Semaine après semaine, l’année scolaire se poursuit en égrenant les événements de la vie qui permettent de construire les repères temporels, enjeu pédagogique important de l’école maternelle. L’anniversaire a été fêté en famille bien sûr avec les moyens à disposition mais cette présence à distance, grâce au numérique, a fait persister les mêmes rituels (ritournelle de la classe, présence de la mascotte T’Choupi) qui ponctuaient, avant le confinement, les anniversaires célébrés en classe. Un retour immédiat d’enfants de la classe qui ont répondu eux aussi en vidéo. La maîtresse a aussitôt transmis les vidéos comme le maillon de l’interaction entre les élèves.
Cette vidéo originale permettra à l’enfant d’exister en dehors de la maison dans son statut d’élève.
L’enfant existe pour une autre personne, son enseignante, elle représente tout un symbole à cet âge « ma maitresse pense à moi et elle ne m’a pas oublié(e) ». Ainsi, la continuité du lien psychoaffectif est facilitée ce qui favorisera un retour en classe plus serein. Cela permettra également d’un point de vue pédagogique de reprendre le fil du temps, de compléter la frise chronologique avec les événements des semaines de confinement.
Pour l’élève en situation de handicap ce statut d’élève est souvent fragile, précaire. Pour que le retour en classe se passe dans de bonnes conditions il est alors essentiel qu’il perdure lors d’un confinement décidément bien long. Parfois, à cause du handicap, l’image de soi est problématique ou la vidéo peut conduire à des situations de harcèlement. Il est alors préférable d’utiliser des avatars dans les vidéos.
Ainsi, dès les premiers instants du confinement la créativité des enseignants et la richesse du numérique ont permis de maintenir un lien précieux pour le jeune enfant, comme une ligne de vie qu’on ne lâche pas chacun d’un côté.
La voix et le langage sont le lien qui permettent à chacun de rester en contact avec l’autre.
La résistance du lien d’attachement si particulier qui se tisse entre l’élève, l’enfant et son enseignant peut s’appuyer sans complexe sur les différents logiciels mis à disposition par l’Éducation Nationale.
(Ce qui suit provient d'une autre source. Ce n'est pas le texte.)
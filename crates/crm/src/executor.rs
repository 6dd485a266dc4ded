use std::sync::Arc;

use closelink_core::domain::call::{CallPlan, HttpMethod};
use closelink_core::domain::operation::OperationRequest;
use closelink_core::errors::CrmError;
use serde_json::{json, Value};
use tracing::{info, warn};

use crate::pagination::{paginate, Page};
use crate::router::route;
use crate::transport::CrmTransport;

/// Runs routed operations against a transport and normalizes the output
/// into a flat list of records.
#[derive(Clone)]
pub struct Executor {
    transport: Arc<dyn CrmTransport>,
}

impl Executor {
    pub fn new(transport: Arc<dyn CrmTransport>) -> Self {
        Self { transport }
    }

    pub fn transport(&self) -> Arc<dyn CrmTransport> {
        self.transport.clone()
    }

    pub async fn run(&self, request: &OperationRequest) -> Result<Vec<Value>, CrmError> {
        let plan = route(request)?;
        let records = self.run_plan(&plan).await?;

        info!(
            event_name = "crm.operation.completed",
            resource = request.resource.as_str(),
            operation = request.operation.as_str(),
            records = records.len(),
            "operation completed"
        );
        Ok(records)
    }

    pub async fn run_plan(&self, plan: &CallPlan) -> Result<Vec<Value>, CrmError> {
        match plan {
            CallPlan::Empty => Ok(Vec::new()),
            CallPlan::Paginate { call, limit } => {
                paginate(self.transport.as_ref(), call, *limit).await
            }
            CallPlan::Single(call) => {
                let response = self.transport.execute(call).await?;
                if call.method == HttpMethod::Delete && is_empty_object(&response) {
                    return Ok(vec![json!({ "success": true })]);
                }
                Ok(Page::from_response(response).records)
            }
        }
    }

    /// Runs each request in order. With `continue_on_fail`, a failing item
    /// yields an error record in its place; otherwise the first failure
    /// aborts the batch.
    pub async fn run_batch(
        &self,
        requests: &[OperationRequest],
        continue_on_fail: bool,
    ) -> Result<Vec<Value>, CrmError> {
        let mut output = Vec::new();
        for (index, request) in requests.iter().enumerate() {
            match self.run(request).await {
                Ok(records) => output.extend(records),
                Err(error) if continue_on_fail => {
                    warn!(
                        event_name = "crm.operation.item_failed",
                        item = index,
                        resource = request.resource.as_str(),
                        operation = request.operation.as_str(),
                        kind = error.kind_str(),
                        error = %error,
                        "operation failed; continuing with next item"
                    );
                    output.push(error.to_error_record());
                }
                Err(error) => return Err(error),
            }
        }
        Ok(output)
    }
}

fn is_empty_object(value: &Value) -> bool {
    matches!(value, Value::Object(map) if map.is_empty())
}

#[cfg(test)]
mod tests {
    use std::sync::Arc;

    use closelink_core::domain::operation::{Operation, OperationRequest, Resource};
    use closelink_core::errors::{CrmError, ErrorEnvelope, RequestEcho};
    use serde_json::json;

    use super::Executor;
    use crate::testing::ScriptedTransport;

    fn not_found() -> CrmError {
        CrmError::Remote(ErrorEnvelope::from_response(
            404,
            None,
            RequestEcho { method: "GET", path: "/lead/missing/", body: None },
            "Not Found",
        ))
    }

    #[tokio::test]
    async fn local_validation_never_reaches_the_transport() {
        let transport = Arc::new(ScriptedTransport::default());
        let executor = Executor::new(transport.clone());

        let result = executor
            .run(&OperationRequest::new(Resource::Lead, Operation::Update, json!({"leadId": ""})))
            .await;

        assert!(matches!(result, Err(CrmError::LocalValidation(_))));
        assert!(transport.calls().await.is_empty());
    }

    #[tokio::test]
    async fn find_without_criteria_returns_empty_without_network() {
        let transport = Arc::new(ScriptedTransport::default());
        let executor = Executor::new(transport.clone());

        let records = executor
            .run(&OperationRequest::new(Resource::Contact, Operation::Find, json!({})))
            .await
            .expect("records");

        assert!(records.is_empty());
        assert!(transport.calls().await.is_empty());
    }

    #[tokio::test]
    async fn single_calls_return_the_record_and_deletes_report_success() {
        let transport = Arc::new(ScriptedTransport::with_responses(vec![
            Ok(json!({"id": "lead_1", "display_name": "Acme"})),
            Ok(json!({})),
        ]));
        let executor = Executor::new(transport.clone());

        let records = executor
            .run(&OperationRequest::new(Resource::Lead, Operation::Get, json!({"leadId": "lead_1"})))
            .await
            .expect("get");
        assert_eq!(records, vec![json!({"id": "lead_1", "display_name": "Acme"})]);

        let records = executor
            .run(&OperationRequest::new(Resource::Lead, Operation::Delete, json!({"leadId": "lead_1"})))
            .await
            .expect("delete");
        assert_eq!(records, vec![json!({"success": true})]);
    }

    #[tokio::test]
    async fn batch_continues_past_failures_when_asked() {
        let transport = Arc::new(ScriptedTransport::with_responses(vec![
            Ok(json!({"id": "lead_1"})),
            Err(not_found()),
            Ok(json!({"id": "lead_3"})),
        ]));
        let executor = Executor::new(transport.clone());
        let requests: Vec<OperationRequest> = ["lead_1", "lead_2", "", "lead_3"]
            .into_iter()
            .map(|id| OperationRequest::new(Resource::Lead, Operation::Get, json!({"leadId": id})))
            .collect();

        let output = executor.run_batch(&requests, true).await.expect("batch");

        assert_eq!(output.len(), 4);
        assert_eq!(output[0]["id"], "lead_1");
        assert_eq!(output[1]["kind"], "not_found");
        assert_eq!(output[1]["status"], 404);
        assert_eq!(output[2]["kind"], "local_validation_error");
        assert_eq!(output[3]["id"], "lead_3");
        assert_eq!(transport.calls().await.len(), 3);
    }

    #[tokio::test]
    async fn batch_aborts_on_first_failure_by_default() {
        let transport = Arc::new(ScriptedTransport::with_responses(vec![Err(not_found())]));
        let executor = Executor::new(transport.clone());
        let requests = vec![
            OperationRequest::new(Resource::Lead, Operation::Get, json!({"leadId": "lead_1"})),
            OperationRequest::new(Resource::Lead, Operation::Get, json!({"leadId": "lead_2"})),
        ];

        let result = executor.run_batch(&requests, false).await;

        assert_eq!(result, Err(not_found()));
        assert_eq!(transport.calls().await.len(), 1);
    }
}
Le lien de confiance établi entre parents et enseignants comme une passerelle entre l’espace familial et l’espace scolaire se trouve ici modifié, actif et enrichi de nouvelles modalités. Une vie entre parenthèses pour un instant suspendu qui continue grâce aux idées ingénieuses, innovantes et bienveillantes en proposant une continuité pédagogique semblable à une passerelle psychologique.
L’utilisation des outils numériques, les différentes démarches mises en œuvre parlent d’elles-mêmes et nous montrent que l’usage de la technologie permet de conserver le lien élève/enseignant. En s’appuyant sur des pratiques de classe revisitées, les professeurs prolongent ce lien humain si précieux.
Prenez soin de vous,
Linda Konieczny, Psychologue Education Nationale, Académie de Créteil.
Patrice Renaud – Chef de projet numérique et École inclusive – Direction du numérique pour l’Éducation
Quelques liens pour explorer d’autres pratiques pédagogiques avec les solutions numériques:
Le collectif apprenant Twictée propose depuis plus années d’explorer le potentiel des pratiques numériques collaboratives autour de la dictée, dans l’article suivant est abordé l’usage des classes virtuelles forcément pleines d’humanité lors du confinement.
www.twictee.org/2020/04/17/classe-virtuelle-humaine
La dictée via l’usage des solutions numériques avec la voix des propositions d’usages pédagogiques à retrouver via le site compagnon de la Banque de Ressources Numériques Éducatives (BRNE) Digithèque.
Pour toujours continuer à progresser à son rythme, sont proposés quatre formats pour valoriser l’élève dans sa progression.
blog.digitheque-belin.fr/dictee
Accès à la BRNE:
enseignant.digitheque-belin.fr
Solution SONDO
La solution numérique SONDO, propose une bibliothèque adaptée qui permet à l’élève en toute autonomie de gagner en confiance et de renouer avec le plaisir de lire. Les formats accessibles permettent de soulager l’effort de lecture pour une meilleure compréhension, mémorisation et attention, facilitant ainsi l’inclusion scolaire.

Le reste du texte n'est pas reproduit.